1. Field of the Invention
The present invention relates to trace detection of chemical and biological analyte, and in particular relates to the substrate and structure thereof.
2. Description of the Related Art
There are several poisonous chemical pollutants in the environment, and these pollutants have different detection standards, e.g. Amphetamine series (500 ppb), Cannabis metabolite (50 ppb), Paraquat (10 ppb), EPN (0.5 ppb), benzene (5.0 ppb), Clenbuterol (2.0 ppb), Malachite Green (2.0 ppb), nitrofuran (1.0 ppb), chloromycetin (0.3 ppb), and the likes. Only a few pollutants can be detected by immunization, most pollutants are quantitatively detected using mass spectrometry. Immunization is difficult to quantitatively analyze, and it needs further analysis such as mass spectrometry to improve detection reliability. However, mass spectrometry is expensive and time consuming, thereby limiting its timeliness and popularity. Therefore, those skilled in the art have spent significant effort to develop a highly sensitive, rapid, and low cost trace detection device to analyze biological and chemical analytes.

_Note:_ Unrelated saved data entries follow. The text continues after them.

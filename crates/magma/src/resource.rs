//! Resource declarations and the naming convention both roles share.
//!
//! A resource `widget` always exposes the four CRUD operations:
//!
//! | operation | method | path      | target          |
//! |-----------|--------|-----------|-----------------|
//! | read      | GET    | `/widget` | `widget.read`   |
//! | create    | POST   | `/widget` | `widget.create` |
//! | update    | PUT    | `/widget` | `widget.update` |
//! | delete    | DELETE | `/widget` | `widget.delete` |
//!
//! Custom operations are declared as `"<route>:<method>"` and map to
//! `/<resource>/<route>` and `<resource>.<route>`. Replies for every operation
//! of a resource travel on `<resource>.replyTo`.

use std::fmt;
use std::str::FromStr;

/// Suffix of the per-resource reply channel.
pub const REPLY_SUFFIX: &str = "replyTo";

#[derive(Debug, Clone, PartialEq, Eq, thiserror::Error)]
pub enum ResourceError {
    #[error("invalid resource name '{0}'")]
    InvalidName(String),
    #[error("invalid operation spec '{spec}': {reason}")]
    InvalidSpec { spec: String, reason: String },
    #[error("unknown transport method '{0}'")]
    UnknownMethod(String),
    #[error("operation '{operation}' declared twice on resource '{resource}'")]
    DuplicateOperation { resource: String, operation: String },
}

/// An operation a resource exposes.
#[derive(Debug, Clone, PartialEq, Eq, Hash, PartialOrd, Ord)]
pub enum Operation {
    Create,
    Read,
    Update,
    Delete,
    Custom(String),
}

impl Operation {
    pub const CRUD: [Operation; 4] = [
        Operation::Read,
        Operation::Create,
        Operation::Update,
        Operation::Delete,
    ];

    pub fn name(&self) -> &str {
        match self {
            Self::Create => "create",
            Self::Read => "read",
            Self::Update => "update",
            Self::Delete => "delete",
            Self::Custom(name) => name,
        }
    }

    /// CRUD names map to their variants; anything else is custom.
    pub fn from_name(name: &str) -> Self {
        match name {
            "create" => Self::Create,
            "read" => Self::Read,
            "update" => Self::Update,
            "delete" => Self::Delete,
            other => Self::Custom(other.to_string()),
        }
    }

    pub fn is_custom(&self) -> bool {
        matches!(self, Self::Custom(_))
    }

    fn crud_method(&self) -> Option<TransportMethod> {
        match self {
            Self::Create => Some(TransportMethod::Post),
            Self::Read => Some(TransportMethod::Get),
            Self::Update => Some(TransportMethod::Put),
            Self::Delete => Some(TransportMethod::Delete),
            Self::Custom(_) => None,
        }
    }
}

impl fmt::Display for Operation {
    fn fmt(&self, f: &mut fmt::Formatter<'_>) -> fmt::Result {
        f.write_str(self.name())
    }
}

/// Synchronous transport verb an operation is served on.
#[derive(Debug, Clone, Copy, PartialEq, Eq, Hash)]
pub enum TransportMethod {
    Get,
    Post,
    Put,
    Delete,
}

impl TransportMethod {
    pub fn as_str(&self) -> &'static str {
        match self {
            Self::Get => "GET",
            Self::Post => "POST",
            Self::Put => "PUT",
            Self::Delete => "DELETE",
        }
    }
}

impl FromStr for TransportMethod {
    type Err = ResourceError;

    fn from_str(s: &str) -> Result<Self, Self::Err> {
        match s.to_ascii_lowercase().as_str() {
            "get" => Ok(Self::Get),
            "post" => Ok(Self::Post),
            "put" => Ok(Self::Put),
            "delete" => Ok(Self::Delete),
            _ => Err(ResourceError::UnknownMethod(s.to_string())),
        }
    }
}

impl fmt::Display for TransportMethod {
    fn fmt(&self, f: &mut fmt::Formatter<'_>) -> fmt::Result {
        f.write_str(self.as_str())
    }
}

/// A parsed `"<route>:<method>"` custom operation.
#[derive(Debug, Clone, PartialEq, Eq)]
pub struct OperationSpec {
    pub route: String,
    pub method: TransportMethod,
}

impl FromStr for OperationSpec {
    type Err = ResourceError;

    fn from_str(s: &str) -> Result<Self, Self::Err> {
        let invalid = |reason: &str| ResourceError::InvalidSpec {
            spec: s.to_string(),
            reason: reason.to_string(),
        };

        let (route, method) = s
            .split_once(':')
            .ok_or_else(|| invalid("expected <route>:<method>"))?;
        if !is_valid_name(route) {
            return Err(invalid("route must be a single non-empty word"));
        }
        let method = method.parse::<TransportMethod>()?;

        Ok(Self {
            route: route.to_string(),
            method,
        })
    }
}

/// One operation of a declared resource, with its derived names.
#[derive(Debug, Clone, PartialEq, Eq)]
pub struct DeclaredOperation {
    pub operation: Operation,
    pub method: TransportMethod,
    /// Synchronous transport path, e.g. `/widget` or `/widget/doSomething`.
    pub path: String,
    /// Exchange and queue name, e.g. `widget.read`.
    pub target: String,
}

/// A resource as declared on either role. Immutable once built.
#[derive(Debug, Clone, PartialEq, Eq)]
pub struct ResourceDecl {
    name: String,
    operations: Vec<DeclaredOperation>,
}

impl ResourceDecl {
    /// Resource exposing the default CRUD operations only.
    pub fn new(name: impl Into<String>) -> Result<Self, ResourceError> {
        Self::with_operations(name, std::iter::empty::<&str>())
    }

    /// Resource exposing CRUD plus the given `"<route>:<method>"` operations.
    pub fn with_operations<I, S>(name: impl Into<String>, specs: I) -> Result<Self, ResourceError>
    where
        I: IntoIterator<Item = S>,
        S: AsRef<str>,
    {
        let name = name.into();
        if !is_valid_name(&name) {
            return Err(ResourceError::InvalidName(name));
        }

        let mut operations: Vec<DeclaredOperation> = Operation::CRUD
            .iter()
            .filter_map(|op| {
                op.crud_method().map(|method| DeclaredOperation {
                    operation: op.clone(),
                    method,
                    path: format!("/{name}"),
                    target: target_name(&name, op),
                })
            })
            .collect();

        for raw in specs {
            let spec: OperationSpec = raw.as_ref().parse()?;
            if spec.route == REPLY_SUFFIX {
                return Err(ResourceError::InvalidSpec {
                    spec: raw.as_ref().to_string(),
                    reason: format!("'{REPLY_SUFFIX}' is reserved for the reply channel"),
                });
            }
            let operation = Operation::from_name(&spec.route);
            if operations.iter().any(|d| d.operation == operation) {
                return Err(ResourceError::DuplicateOperation {
                    resource: name,
                    operation: spec.route,
                });
            }
            operations.push(DeclaredOperation {
                method: spec.method,
                path: format!("/{name}/{}", spec.route),
                target: target_name(&name, &operation),
                operation,
            });
        }

        Ok(Self { name, operations })
    }

    pub fn name(&self) -> &str {
        &self.name
    }

    pub fn operations(&self) -> &[DeclaredOperation] {
        &self.operations
    }

    pub fn operation(&self, operation: &Operation) -> Option<&DeclaredOperation> {
        self.operations.iter().find(|d| &d.operation == operation)
    }

    pub fn custom_operations(&self) -> impl Iterator<Item = &DeclaredOperation> {
        self.operations.iter().filter(|d| d.operation.is_custom())
    }

    pub fn reply_channel(&self) -> String {
        reply_channel(&self.name)
    }
}

/// Exchange/queue name for an operation: `<resource>.<operation>`.
pub fn target_name(resource: &str, operation: &Operation) -> String {
    format!("{resource}.{}", operation.name())
}

/// Exchange/queue name replies for `resource` travel on.
pub fn reply_channel(resource: &str) -> String {
    format!("{resource}.{REPLY_SUFFIX}")
}

/// Names end up as routing-key words and URL path segments.
fn is_valid_name(name: &str) -> bool {
    !name.is_empty()
        && !name
            .chars()
            .any(|c| matches!(c, '.' | '/' | '#' | '*' | ':') || c.is_whitespace())
}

Raman scattering spectrum belongs to molecular vibration spectrum, and its full width half maximum (FWHM) width is far less than that of the fluorescence spectrum. As such, the Raman spectrum has the fingerprint specificity to express the molecular structure. However, the Raman scattering intensity is very weak. For example, about 106 to 108 incident photons make only 1 Raman scattering of inelastic collision, such that the trace detection based on the Raman scattering is difficult. The surface plasmon (in abbreviate SP) may resonant to form an ultra high electric field by the interaction of the metal nanostructure and the incident electromagnetic wave, thereby largely enhancing the Raman scattering. The described phenomenon is a so-called surface enhanced Raman scattering (in abbreviate SERS). It makes trace diction based on Raman scattering possible.
In U.S. Pat. No. 7,321,422 and U.S. Publication No. 2007/0285657, a periodic structure is formed on the substrate. However, the periodic structure has no continuous metal film thereon; it will limit its ability to adsorb significant amounts of magnetic molecules or positive/negative ions.

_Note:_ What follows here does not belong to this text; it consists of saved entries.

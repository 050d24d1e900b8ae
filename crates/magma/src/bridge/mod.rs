//! Broker message bridge between the frontend and worker roles.
//!
//! This module provides the envelope types and the body codec shared by both
//! sides of the bridge.
//!
//! # Architecture
//!
//! - **protocol**: Envelope types (RequestEnvelope, ReplyEnvelope, CorrelationToken)
//! - **codec**: JSON body codec for broker messages

pub mod codec;
pub mod protocol;
//! JSON body codec for broker envelopes.
//!
//! The broker delivers whole message bodies, so no length framing is needed:
//! one envelope per message, serialized with serde_json.

use std::marker::PhantomData;

use bytes::Bytes;
use serde::{Serialize, de::DeserializeOwned};

#[derive(Debug, thiserror::Error)]
pub enum CodecError {
    #[error("failed to encode envelope: {0}")]
    Encode(#[source] serde_json::Error),
    #[error("failed to decode envelope: {0}")]
    Decode(#[source] serde_json::Error),
}

/// Bodies above this size are logged at info level when encoded.
const LARGE_BODY_BYTES: usize = 100_000;

/// Codec that serializes one envelope type to and from a message body.
pub struct JsonCodec<T> {
    _phantom: PhantomData<fn() -> T>,
}

impl<T> Default for JsonCodec<T> {
    fn default() -> Self {
        Self::new()
    }
}

impl<T> Clone for JsonCodec<T> {
    fn clone(&self) -> Self {
        Self::new()
    }
}

impl<T> JsonCodec<T> {
    pub fn new() -> Self {
        Self {
            _phantom: PhantomData,
        }
    }
}

impl<T: Serialize> JsonCodec<T> {
    pub fn encode(&self, item: &T) -> Result<Bytes, CodecError> {
        let json = serde_json::to_vec(item).map_err(CodecError::Encode)?;
        let json_len = json.len();
        tracing::trace!(json_size_bytes = json_len, "Encoding envelope");
        if json_len > LARGE_BODY_BYTES {
            tracing::info!(
                json_size_bytes = json_len,
                json_size_kb = json_len / 1024,
                "Large envelope being encoded"
            );
        }
        Ok(Bytes::from(json))
    }
}

impl<T: DeserializeOwned> JsonCodec<T> {
    pub fn decode(&self, body: &[u8]) -> Result<T, CodecError> {
        serde_json::from_slice(body).map_err(CodecError::Decode)
    }
}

In U.S. Pat. No. 7,242,470, a nanostructure is formed on a substrate surface. However, this nanostructure is not periodic and its signal has low uniformity and reproducibility.

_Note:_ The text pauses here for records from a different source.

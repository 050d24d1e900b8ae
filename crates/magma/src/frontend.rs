//! Frontend: turns synchronous calls into correlated broker round trips.
//!
//! For every call the frontend:
//! 1. resolves the declared operation
//! 2. registers a pending entry under a fresh correlation token
//! 3. publishes the request envelope to `<resource>.<operation>`
//! 4. waits until the reply listener (or the expiry sweeper) resolves the entry
//!
//! Transports (HTTP today) only see `Call` in and `Outcome` / `DispatchError` out.

use std::collections::BTreeMap;
use std::sync::Arc;
use std::time::Duration;

use tokio::sync::{Mutex, RwLock};
use tokio::task::JoinHandle;
use tokio::time::Instant;
use tokio_util::sync::CancellationToken;

use crate::bridge::codec::{CodecError, JsonCodec};
use crate::bridge::protocol::{CorrelationToken, Outcome, Params, RequestEnvelope};
use crate::broker::{Broker, BrokerError};
use crate::registry::{CorrelationRegistry, RegistryError, Resolution};
use crate::reply::ReplyListener;
use crate::resource::{Operation, ResourceDecl};
use crate::topology::{TopologyCache, TopologyError};

/// Upper bound on `FrontendConfig::reply_timeout` (one year).
pub const MAX_REPLY_TIMEOUT: Duration = Duration::from_secs(365 * 24 * 60 * 60);

#[derive(Debug, Clone)]
pub struct FrontendConfig {
    /// How long a caller waits for a reply before failing with a timeout.
    pub reply_timeout: Duration,
    /// How often overdue pending requests are swept.
    pub sweep_interval: Duration,
}

impl Default for FrontendConfig {
    fn default() -> Self {
        Self {
            reply_timeout: Duration::from_secs(30),
            sweep_interval: Duration::from_secs(1),
        }
    }
}

impl FrontendConfig {
    pub fn with_reply_timeout(mut self, timeout: Duration) -> Self {
        self.reply_timeout = timeout;
        self
    }

    pub fn with_sweep_interval(mut self, interval: Duration) -> Self {
        self.sweep_interval = interval;
        self
    }

    /// Reject settings the sweeper or deadline arithmetic cannot honour.
    pub fn validate(&self) -> Result<(), FrontendError> {
        if self.sweep_interval.is_zero() {
            return Err(FrontendError::InvalidConfig(
                "sweep interval must be non-zero".to_string(),
            ));
        }
        if self.reply_timeout > MAX_REPLY_TIMEOUT {
            return Err(FrontendError::InvalidConfig(format!(
                "reply timeout {:?} exceeds the maximum of {:?}",
                self.reply_timeout, MAX_REPLY_TIMEOUT
            )));
        }
        Ok(())
    }
}

#[derive(Debug, thiserror::Error)]
pub enum FrontendError {
    #[error("resource '{0}' is already declared")]
    AlreadyDeclared(String),
    #[error(transparent)]
    Topology(#[from] TopologyError),
    #[error("frontend is shutting down")]
    ShuttingDown,
    #[error("invalid frontend configuration: {0}")]
    InvalidConfig(String),
}

#[derive(Debug, thiserror::Error)]
pub enum DispatchError {
    #[error("unknown operation '{operation}' on resource '{resource}'")]
    UnknownOperation { resource: String, operation: String },
    #[error(transparent)]
    Registry(#[from] RegistryError),
    #[error(transparent)]
    Codec(#[from] CodecError),
    #[error(transparent)]
    Topology(#[from] TopologyError),
    #[error("failed to publish to '{target}': {source}")]
    Publish {
        target: String,
        #[source]
        source: BrokerError,
    },
    #[error("no reply for {resource}.{operation} within {timeout:?}")]
    Timeout {
        resource: String,
        operation: String,
        timeout: Duration,
    },
    #[error("request was cancelled before a reply arrived")]
    Cancelled,
    #[error("reply timeout {0:?} does not fit in a deadline")]
    DeadlineOverflow(Duration),
    #[error("frontend is shutting down")]
    ShuttingDown,
}

impl DispatchError {
    /// The broker could not be reached or refused the message.
    pub fn is_broker_failure(&self) -> bool {
        matches!(self, Self::Topology(_) | Self::Publish { .. })
    }
}

/// One synchronous request against a declared resource operation.
#[derive(Debug, Clone)]
pub struct Call {
    pub resource: String,
    pub operation: Operation,
    /// Caller parameters (query merged with body).
    pub params: Params,
    /// Transport metadata forwarded to the worker.
    pub headers: Option<Params>,
}

impl Call {
    pub fn new(resource: impl Into<String>, operation: Operation) -> Self {
        Self {
            resource: resource.into(),
            operation,
            params: Params::new(),
            headers: None,
        }
    }

    pub fn with_params(mut self, params: Params) -> Self {
        self.params = params;
        self
    }

    pub fn with_param(mut self, key: impl Into<String>, value: serde_json::Value) -> Self {
        self.params.insert(key.into(), value);
        self
    }

    pub fn with_headers(mut self, headers: Params) -> Self {
        self.headers = Some(headers);
        self
    }
}

pub struct Frontend {
    config: FrontendConfig,
    topology: Arc<TopologyCache>,
    registry: Arc<CorrelationRegistry>,
    resources: RwLock<BTreeMap<String, ResourceDecl>>,
    listeners: Mutex<Vec<ReplyListener>>,
    sweeper: Mutex<Option<JoinHandle<()>>>,
    codec: JsonCodec<RequestEnvelope>,
    shutdown: CancellationToken,
}

impl Frontend {
    /// Create a frontend with its own topology cache on `broker`.
    ///
    /// Must be called from within a tokio runtime (starts the expiry sweeper).
    pub fn connect(
        broker: Arc<dyn Broker>,
        config: FrontendConfig,
    ) -> Result<Arc<Self>, FrontendError> {
        Self::with_topology(Arc::new(TopologyCache::new(broker)), config)
    }

    /// Create a frontend sharing an existing topology cache.
    pub fn with_topology(
        topology: Arc<TopologyCache>,
        config: FrontendConfig,
    ) -> Result<Arc<Self>, FrontendError> {
        config.validate()?;

        let registry = CorrelationRegistry::new();
        let shutdown = CancellationToken::new();
        let sweeper = registry.spawn_sweeper(config.sweep_interval, shutdown.child_token());

        tracing::info!(
            reply_timeout_ms = config.reply_timeout.as_millis() as u64,
            sweep_interval_ms = config.sweep_interval.as_millis() as u64,
            "Frontend started"
        );

        Ok(Arc::new(Self {
            config,
            topology,
            registry,
            resources: RwLock::new(BTreeMap::new()),
            listeners: Mutex::new(Vec::new()),
            sweeper: Mutex::new(Some(sweeper)),
            codec: JsonCodec::new(),
            shutdown,
        }))
    }

    pub fn config(&self) -> &FrontendConfig {
        &self.config
    }

    pub fn topology(&self) -> &Arc<TopologyCache> {
        &self.topology
    }

    /// Make a resource callable: declares every operation's exchange and starts
    /// the resource's reply listener.
    pub async fn declare_resource(&self, decl: ResourceDecl) -> Result<(), FrontendError> {
        if self.shutdown.is_cancelled() {
            return Err(FrontendError::ShuttingDown);
        }

        // Held across the declarations so two concurrent declarations of the
        // same name cannot both succeed.
        let mut resources = self.resources.write().await;
        if resources.contains_key(decl.name()) {
            return Err(FrontendError::AlreadyDeclared(decl.name().to_string()));
        }

        for op in decl.operations() {
            self.topology.exchange(&op.target).await?;
        }
        let listener = ReplyListener::spawn(
            &self.topology,
            Arc::clone(&self.registry),
            decl.name(),
            self.shutdown.child_token(),
        )
        .await?;
        self.listeners.lock().await.push(listener);

        tracing::info!(
            resource = %decl.name(),
            operations = decl.operations().len(),
            "Declared resource"
        );
        resources.insert(decl.name().to_string(), decl);
        Ok(())
    }

    /// Declared resources, ordered by name.
    pub async fn resources(&self) -> Vec<ResourceDecl> {
        self.resources.read().await.values().cloned().collect()
    }

    /// Requests currently waiting for a reply.
    pub fn pending(&self) -> usize {
        self.registry.len()
    }

    pub fn is_shutting_down(&self) -> bool {
        self.shutdown.is_cancelled()
    }

    /// Publish `call` and wait for its correlated reply.
    ///
    /// Dropping the returned future before it completes withdraws the request;
    /// a reply arriving afterwards is discarded.
    pub async fn dispatch(&self, call: Call) -> Result<Outcome, DispatchError> {
        if self.shutdown.is_cancelled() {
            return Err(DispatchError::ShuttingDown);
        }

        let target = {
            let resources = self.resources.read().await;
            resources
                .get(&call.resource)
                .and_then(|decl| decl.operation(&call.operation))
                .map(|op| op.target.clone())
                .ok_or_else(|| DispatchError::UnknownOperation {
                    resource: call.resource.clone(),
                    operation: call.operation.to_string(),
                })?
        };

        let deadline = Instant::now()
            .checked_add(self.config.reply_timeout)
            .ok_or(DispatchError::DeadlineOverflow(self.config.reply_timeout))?;
        let token = CorrelationToken::new();
        let pending = self.registry.register(token, deadline)?;

        let envelope = RequestEnvelope::new(call.params, token, call.headers);
        let body = self.codec.encode(&envelope)?;
        let exchange = self.topology.exchange(&target).await?;
        exchange
            .publish("", body)
            .await
            .map_err(|source| DispatchError::Publish {
                target: target.clone(),
                source,
            })?;
        tracing::debug!(%token, %target, "Published request");

        let resolution = tokio::select! {
            resolution = pending.wait() => resolution,
            _ = self.shutdown.cancelled() => return Err(DispatchError::ShuttingDown),
        };

        match resolution {
            Resolution::Reply(reply) => Ok(reply.into_outcome()),
            Resolution::Expired => {
                tracing::warn!(%token, %target, "Request timed out waiting for reply");
                Err(DispatchError::Timeout {
                    resource: call.resource,
                    operation: call.operation.to_string(),
                    timeout: self.config.reply_timeout,
                })
            }
            Resolution::Cancelled => Err(DispatchError::Cancelled),
        }
    }

    /// Stop reply listeners and the sweeper. In-flight calls fail with
    /// `ShuttingDown`.
    pub async fn shutdown(&self) {
        if self.shutdown.is_cancelled() {
            return;
        }
        tracing::info!(pending = self.registry.len(), "Frontend shutting down");
        self.shutdown.cancel();

        let listeners: Vec<ReplyListener> = self.listeners.lock().await.drain(..).collect();
        for listener in listeners {
            listener.join().await;
        }
        let sweeper = self.sweeper.lock().await.take();
        if let Some(sweeper) = sweeper
            && let Err(e) = sweeper.await
        {
            tracing::error!(error = %e, "Correlation sweeper task failed");
        }
    }
}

In U.S. Publication No. 2006/0119853, a commercial substrate is provided. The photon lattice structure 201, made of metal, a dielectric layer and a Bragg reflector 209 is adopted to enhance the Raman signals of the analyte 211 approaching the substrate. However, the surface structure of the silicon substrate is formed by physical etching or chemical etching, it is expensive and time costly.
Accordingly, a novel design of the detection device is still called for in order to solve the conventional problems.